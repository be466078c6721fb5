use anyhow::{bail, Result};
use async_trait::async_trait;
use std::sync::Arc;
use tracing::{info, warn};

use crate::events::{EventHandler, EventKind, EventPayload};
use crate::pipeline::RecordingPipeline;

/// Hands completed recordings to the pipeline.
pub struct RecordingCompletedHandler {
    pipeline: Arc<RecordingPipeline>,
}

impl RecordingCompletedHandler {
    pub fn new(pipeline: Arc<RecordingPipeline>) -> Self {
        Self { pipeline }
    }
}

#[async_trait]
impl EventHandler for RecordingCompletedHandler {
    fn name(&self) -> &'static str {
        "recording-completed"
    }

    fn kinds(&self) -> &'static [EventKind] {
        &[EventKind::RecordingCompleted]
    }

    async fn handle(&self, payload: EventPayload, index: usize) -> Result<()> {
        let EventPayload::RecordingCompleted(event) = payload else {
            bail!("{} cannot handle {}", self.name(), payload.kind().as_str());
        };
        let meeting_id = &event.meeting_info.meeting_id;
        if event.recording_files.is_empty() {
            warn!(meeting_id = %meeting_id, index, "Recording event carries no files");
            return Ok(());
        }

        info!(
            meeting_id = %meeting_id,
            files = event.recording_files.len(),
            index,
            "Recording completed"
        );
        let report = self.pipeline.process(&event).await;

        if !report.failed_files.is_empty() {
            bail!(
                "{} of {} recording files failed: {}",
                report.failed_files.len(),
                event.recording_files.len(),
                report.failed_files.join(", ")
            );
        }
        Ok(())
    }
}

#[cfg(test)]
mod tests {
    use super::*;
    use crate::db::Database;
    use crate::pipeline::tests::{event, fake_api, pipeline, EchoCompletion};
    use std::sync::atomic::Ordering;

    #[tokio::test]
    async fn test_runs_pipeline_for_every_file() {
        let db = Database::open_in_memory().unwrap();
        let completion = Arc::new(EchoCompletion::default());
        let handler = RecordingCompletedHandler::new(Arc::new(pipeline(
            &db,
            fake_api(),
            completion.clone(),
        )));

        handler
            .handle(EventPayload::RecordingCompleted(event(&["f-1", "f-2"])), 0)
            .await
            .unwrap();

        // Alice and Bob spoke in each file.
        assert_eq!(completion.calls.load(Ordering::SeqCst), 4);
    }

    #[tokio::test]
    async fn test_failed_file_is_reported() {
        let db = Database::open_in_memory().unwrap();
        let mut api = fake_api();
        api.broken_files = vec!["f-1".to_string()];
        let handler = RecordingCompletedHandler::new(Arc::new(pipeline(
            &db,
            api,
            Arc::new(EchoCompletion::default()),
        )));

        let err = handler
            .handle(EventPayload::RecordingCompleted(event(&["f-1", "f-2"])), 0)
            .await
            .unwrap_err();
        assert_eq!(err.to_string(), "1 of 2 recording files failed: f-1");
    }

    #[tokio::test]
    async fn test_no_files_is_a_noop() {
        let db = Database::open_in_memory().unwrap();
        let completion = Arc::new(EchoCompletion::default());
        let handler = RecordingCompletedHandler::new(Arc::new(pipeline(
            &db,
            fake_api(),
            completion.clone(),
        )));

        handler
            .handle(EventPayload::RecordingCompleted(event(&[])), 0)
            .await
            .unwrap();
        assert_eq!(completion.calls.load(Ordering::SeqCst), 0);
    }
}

------------------------------------------------------------

Problem details ::
In full and verbatim, transcribe the data.

Expected answer ::
repository be466078c6721fb5
use anyhow::{bail, Result};
use async_trait::async_trait;
use std::sync::Arc;
use tracing::{info, warn};

use crate::events::{EventHandler, EventKind, EventPayload};
use crate::pipeline::RecordingPipeline;

/// Hands completed recordings to the pipeline.
pub struct RecordingCompletedHandler {
    pipeline: Arc<RecordingPipeline>,
}

impl RecordingCompletedHandler {
    pub fn new(pipeline: Arc<RecordingPipeline>) -> Self {
        Self { pipeline }
    }
}

#[async_trait]
impl EventHandler for RecordingCompletedHandler {
    fn name(&self) -> &'static str {
        "recording-completed"
    }

    fn kinds(&self) -> &'static [EventKind] {
        &[EventKind::RecordingCompleted]
    }

    async fn handle(&self, payload: EventPayload, index: usize) -> Result<()> {
        let EventPayload::RecordingCompleted(event) = payload else {
            bail!("{} cannot handle {}", self.name(), payload.kind().as_str());
        };
        let meeting_id = &event.meeting_info.meeting_id;
        if event.recording_files.is_empty() {
            warn!(meeting_id = %meeting_id, index, "Recording event carries no files");
            return Ok(());
        }

        info!(
            meeting_id = %meeting_id,
            files = event.recording_files.len(),
            index,
            "Recording completed"
        );
        let report = self.pipeline.process(&event).await;

        if !report.failed_files.is_empty() {
            bail!(
                "{} of {} recording files failed: {}",
                report.failed_files.len(),
                event.recording_files.len(),
                report.failed_files.join(", ")
            );
        }
        Ok(())
    }
}

#[cfg(test)]
mod tests {
    use super::*;
    use crate::db::Database;
    use crate::pipeline::tests::{event, fake_api, pipeline, EchoCompletion};
    use std::sync::atomic::Ordering;

    #[tokio::test]
    async fn test_runs_pipeline_for_every_file() {
        let db = Database::open_in_memory().unwrap();
        let completion = Arc::new(EchoCompletion::default());
        let handler = RecordingCompletedHandler::new(Arc::new(pipeline(
            &db,
            fake_api(),
            completion.clone(),
        )));

        handler
            .handle(EventPayload::RecordingCompleted(event(&["f-1", "f-2"])), 0)
            .await
            .unwrap();

        // Alice and Bob spoke in each file.
        assert_eq!(completion.calls.load(Ordering::SeqCst), 4);
    }

    #[tokio::test]
    async fn test_failed_file_is_reported() {
        let db = Database::open_in_memory().unwrap();
        let mut api = fake_api();
        api.broken_files = vec!["f-1".to_string()];
        let handler = RecordingCompletedHandler::new(Arc::new(pipeline(
            &db,
            api,
            Arc::new(EchoCompletion::default()),
        )));

        let err = handler
            .handle(EventPayload::RecordingCompleted(event(&["f-1", "f-2"])), 0)
            .await
            .unwrap_err();
        assert_eq!(err.to_string(), "1 of 2 recording files failed: f-1");
    }

    #[tokio::test]
    async fn test_no_files_is_a_noop() {
        let db = Database::open_in_memory().unwrap();
        let completion = Arc::new(EchoCompletion::default());
        let handler = RecordingCompletedHandler::new(Arc::new(pipeline(
            &db,
            fake_api(),
            completion.clone(),
        )));

        handler
            .handle(EventPayload::RecordingCompleted(event(&[])), 0)
            .await
            .unwrap();
        assert_eq!(completion.calls.load(Ordering::SeqCst), 0);
    }
}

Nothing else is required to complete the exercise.